1871年7月10日、母がパリ・コミューンの動乱を避けて避難していたパリ郊外のオートゥイユ(現在パリ16区)の叔父の家で生まれる。父アドリアン・プルーストはシャルトルに近いイリエ(現在はイリエ・コンブレーと改称)の旧家の出身で、のちパリ大学衛生学教授。母ジャンヌはパリのユダヤ系株式仲買人の娘。高い教養と繊細な感受性の持ち主で、マルセルとの間に『母との書簡』を残すほか、小説に登場する母または祖母のモデルとなる。親殺しとその贖罪(しょくざい)のための芸術創造という小説の倫理的テーマは母との関係から着想された。

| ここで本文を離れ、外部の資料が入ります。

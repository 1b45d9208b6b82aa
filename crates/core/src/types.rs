/// Contact-registry person identifiers.
pub type PersonId = i64;

/// All calendar dates are local to the prison.
pub type Date = chrono::NaiveDate;

/// Slot start/end times as published by the visit scheduler.
pub type Timestamp = chrono::NaiveDateTime;
pub mod book_a_visit;
pub mod prisoner;

use bookvisit_core::booking_wizard::{BookingStage, RedirectTarget};
use bookvisit_core::identifiers::OffenderNo;

/// Prisoner search, the start of every booking.
pub const SEARCH_PATH: &str = "/api/v1/search/prisoner";

pub fn profile_location(offender_no: &OffenderNo) -> String {
    format!("/api/v1/prisoner/{offender_no}")
}

pub fn stage_location(stage: BookingStage) -> String {
    format!("/api/v1/book-a-visit/{}", stage.path())
}

pub fn redirect_location(target: &RedirectTarget) -> String {
    match target {
        RedirectTarget::Start => SEARCH_PATH.to_string(),
        RedirectTarget::PrisonerProfile(offender_no) => profile_location(offender_no),
    }
}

 9歳のとき最初の喘息(ぜんそく)の発作。これは生まれつき病弱だった彼の生涯の持病となる。1882年コンドルセ高等中学に入学。同人誌を出して文才を示し始める。このころからほうぼうのサロンに出入りして、社交生活が始まる。1年間の志願兵役ののち、90年にパリ大学法学部に入学。ふたたび同人誌『饗宴(きょうえん)』Le Banquet(1892~93)を発行するかたわら、象徴派の文芸雑誌『ラ・ルビュ・ブランシュ』などにも作品を発表。その大部分は処女作『楽しみと日々』(1896)に収録された。この作品集はプルーストの天分と後の大作のテーマを萌芽(ほうが)的に含んではいたが、世の注目をひくに至らなかった。
 やがて彼は当時の社交界に君臨する貴族たち、とりわけロベール・ド・モンテスキウ伯爵comte de Robert de Montesquiou-Fezensac(1855―1921)を識(し)り、閉ざされた貴族社会に入り込んでいく。ここで観察されたおびただしい人間たちが複雑に絡み合って、小説の主要人物が創造されていく。95年、職業の選択を父に迫られてマザリーヌ図書館の無給嘱託となるが、病気を理由にただちに休職。10月、生涯の友人で作曲家のレーナルド・アーンReynaldo Hahnとブルターニュを旅行し、3人称体の長編小説『ジャン・サントゥイユ』(没後1954刊)を書き始める。この自伝的要素の濃い小説は、記憶、恋愛心理の分析、社交界の風俗描写など、『失われた時を求めて』の主要テーマを扱っているが、99年末、完成をみずに放棄された。97年、ドレフュス事件に強い関心を示し、熱心なドレフュス擁護派となる。また90年代後半には『晦渋(かいじゅう)に反駁(はんばく)する』(1896)や、当時未発表のまま残された画家論(ワトー、シャルダン、レンブラント、モロー、マネ)が執筆された。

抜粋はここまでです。